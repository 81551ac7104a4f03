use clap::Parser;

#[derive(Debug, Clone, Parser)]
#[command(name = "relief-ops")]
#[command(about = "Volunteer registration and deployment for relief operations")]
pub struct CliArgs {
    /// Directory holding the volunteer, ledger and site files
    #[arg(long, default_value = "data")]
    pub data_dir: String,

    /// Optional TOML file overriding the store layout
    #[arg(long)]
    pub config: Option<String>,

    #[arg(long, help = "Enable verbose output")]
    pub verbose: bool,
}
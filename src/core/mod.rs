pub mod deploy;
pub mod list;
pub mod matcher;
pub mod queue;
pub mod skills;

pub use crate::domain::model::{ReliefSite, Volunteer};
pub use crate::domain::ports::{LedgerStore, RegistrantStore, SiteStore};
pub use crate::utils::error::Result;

+++

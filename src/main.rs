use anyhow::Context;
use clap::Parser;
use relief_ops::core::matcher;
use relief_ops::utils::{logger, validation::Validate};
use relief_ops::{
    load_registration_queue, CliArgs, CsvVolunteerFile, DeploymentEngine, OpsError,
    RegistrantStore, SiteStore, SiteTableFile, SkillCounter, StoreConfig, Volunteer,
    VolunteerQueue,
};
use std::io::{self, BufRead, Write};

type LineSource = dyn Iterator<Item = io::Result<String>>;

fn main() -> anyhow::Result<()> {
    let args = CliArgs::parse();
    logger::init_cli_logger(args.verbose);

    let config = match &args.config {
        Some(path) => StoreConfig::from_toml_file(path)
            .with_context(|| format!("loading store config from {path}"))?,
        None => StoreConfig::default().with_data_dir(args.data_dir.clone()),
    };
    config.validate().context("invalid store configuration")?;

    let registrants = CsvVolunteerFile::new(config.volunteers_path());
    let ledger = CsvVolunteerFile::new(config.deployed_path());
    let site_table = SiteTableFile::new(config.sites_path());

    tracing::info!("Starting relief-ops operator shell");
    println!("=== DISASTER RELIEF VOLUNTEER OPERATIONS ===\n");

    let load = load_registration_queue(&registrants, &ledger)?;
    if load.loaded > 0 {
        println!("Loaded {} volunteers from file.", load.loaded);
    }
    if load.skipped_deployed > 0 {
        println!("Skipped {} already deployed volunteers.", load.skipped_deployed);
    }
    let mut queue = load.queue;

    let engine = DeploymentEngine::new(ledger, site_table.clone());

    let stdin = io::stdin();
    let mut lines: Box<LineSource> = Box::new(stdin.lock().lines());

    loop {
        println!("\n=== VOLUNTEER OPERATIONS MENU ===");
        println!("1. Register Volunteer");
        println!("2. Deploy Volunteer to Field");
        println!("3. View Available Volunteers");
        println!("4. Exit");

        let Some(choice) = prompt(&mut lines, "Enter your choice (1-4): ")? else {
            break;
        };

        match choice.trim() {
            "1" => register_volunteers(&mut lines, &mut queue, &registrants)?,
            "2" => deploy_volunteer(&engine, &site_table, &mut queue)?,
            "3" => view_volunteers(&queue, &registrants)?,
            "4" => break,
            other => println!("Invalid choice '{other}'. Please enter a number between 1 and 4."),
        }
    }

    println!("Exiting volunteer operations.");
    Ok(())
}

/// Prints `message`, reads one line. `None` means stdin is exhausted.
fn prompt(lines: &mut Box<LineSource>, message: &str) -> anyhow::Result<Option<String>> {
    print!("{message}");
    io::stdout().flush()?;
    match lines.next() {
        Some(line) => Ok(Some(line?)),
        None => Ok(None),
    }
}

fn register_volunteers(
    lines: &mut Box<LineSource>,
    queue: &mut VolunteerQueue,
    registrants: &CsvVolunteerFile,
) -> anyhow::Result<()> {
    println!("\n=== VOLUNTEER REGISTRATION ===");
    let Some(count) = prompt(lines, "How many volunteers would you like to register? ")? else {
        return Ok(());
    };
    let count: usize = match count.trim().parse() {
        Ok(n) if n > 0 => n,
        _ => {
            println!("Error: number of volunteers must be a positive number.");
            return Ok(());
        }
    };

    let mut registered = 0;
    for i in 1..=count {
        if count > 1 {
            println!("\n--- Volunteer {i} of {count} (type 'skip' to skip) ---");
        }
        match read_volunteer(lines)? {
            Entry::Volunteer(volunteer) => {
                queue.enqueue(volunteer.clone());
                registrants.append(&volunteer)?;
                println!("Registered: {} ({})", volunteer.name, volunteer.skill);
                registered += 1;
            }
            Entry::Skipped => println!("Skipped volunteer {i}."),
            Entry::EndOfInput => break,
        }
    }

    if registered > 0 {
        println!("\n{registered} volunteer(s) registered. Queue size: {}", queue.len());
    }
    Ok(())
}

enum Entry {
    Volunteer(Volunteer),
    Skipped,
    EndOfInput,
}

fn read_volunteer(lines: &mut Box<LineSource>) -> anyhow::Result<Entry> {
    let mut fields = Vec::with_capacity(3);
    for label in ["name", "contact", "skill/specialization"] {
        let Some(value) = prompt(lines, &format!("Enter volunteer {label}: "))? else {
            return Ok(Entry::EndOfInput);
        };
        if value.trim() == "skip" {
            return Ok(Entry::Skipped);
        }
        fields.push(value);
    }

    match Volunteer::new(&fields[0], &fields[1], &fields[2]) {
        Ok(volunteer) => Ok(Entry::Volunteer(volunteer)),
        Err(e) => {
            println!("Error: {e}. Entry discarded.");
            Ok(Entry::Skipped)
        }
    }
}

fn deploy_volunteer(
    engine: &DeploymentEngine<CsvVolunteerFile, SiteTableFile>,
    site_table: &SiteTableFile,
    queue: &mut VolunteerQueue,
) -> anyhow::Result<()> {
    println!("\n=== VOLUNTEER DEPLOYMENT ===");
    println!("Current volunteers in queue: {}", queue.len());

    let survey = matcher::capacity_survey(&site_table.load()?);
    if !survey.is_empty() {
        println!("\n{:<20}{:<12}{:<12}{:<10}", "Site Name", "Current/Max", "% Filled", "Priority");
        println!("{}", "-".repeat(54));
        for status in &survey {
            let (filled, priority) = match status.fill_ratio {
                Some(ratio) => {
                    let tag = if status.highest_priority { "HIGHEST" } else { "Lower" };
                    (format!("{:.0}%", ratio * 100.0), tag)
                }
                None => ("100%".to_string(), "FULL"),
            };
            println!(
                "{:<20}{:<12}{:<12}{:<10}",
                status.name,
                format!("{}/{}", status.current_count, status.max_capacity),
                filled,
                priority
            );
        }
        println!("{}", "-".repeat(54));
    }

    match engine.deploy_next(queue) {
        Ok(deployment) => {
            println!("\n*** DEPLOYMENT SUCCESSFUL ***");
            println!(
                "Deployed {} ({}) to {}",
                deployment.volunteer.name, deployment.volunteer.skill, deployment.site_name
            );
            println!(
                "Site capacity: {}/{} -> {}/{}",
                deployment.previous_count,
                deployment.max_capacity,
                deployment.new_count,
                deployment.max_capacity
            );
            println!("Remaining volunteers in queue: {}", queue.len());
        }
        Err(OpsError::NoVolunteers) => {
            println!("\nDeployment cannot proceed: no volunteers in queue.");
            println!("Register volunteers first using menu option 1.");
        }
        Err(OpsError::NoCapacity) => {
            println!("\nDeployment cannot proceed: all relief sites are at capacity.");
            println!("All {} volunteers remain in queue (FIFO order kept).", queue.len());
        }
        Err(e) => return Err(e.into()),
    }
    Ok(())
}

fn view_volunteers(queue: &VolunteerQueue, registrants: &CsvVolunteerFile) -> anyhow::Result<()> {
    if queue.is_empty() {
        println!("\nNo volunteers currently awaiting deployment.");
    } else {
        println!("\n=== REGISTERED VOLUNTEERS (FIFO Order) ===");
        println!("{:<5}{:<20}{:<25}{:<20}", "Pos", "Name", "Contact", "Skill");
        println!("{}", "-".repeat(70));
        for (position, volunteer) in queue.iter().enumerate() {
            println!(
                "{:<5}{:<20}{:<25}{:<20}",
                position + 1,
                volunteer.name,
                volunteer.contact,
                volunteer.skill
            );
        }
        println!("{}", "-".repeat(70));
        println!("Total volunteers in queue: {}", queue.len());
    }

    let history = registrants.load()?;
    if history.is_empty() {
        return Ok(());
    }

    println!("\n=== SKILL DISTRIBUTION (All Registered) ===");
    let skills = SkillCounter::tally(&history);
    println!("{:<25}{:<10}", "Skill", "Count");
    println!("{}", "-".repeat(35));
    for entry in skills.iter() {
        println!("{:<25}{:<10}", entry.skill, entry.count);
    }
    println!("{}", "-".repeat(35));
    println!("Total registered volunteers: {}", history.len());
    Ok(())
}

+++

→ **INSTRUCTIONS TO FOLLOW**:
Within the material above, find every line containing the word "trim" and copy it.

→ **RESPONSE BOX**:
        match choice.trim() {
    let count: usize = match count.trim().parse() {
        if value.trim() == "skip" {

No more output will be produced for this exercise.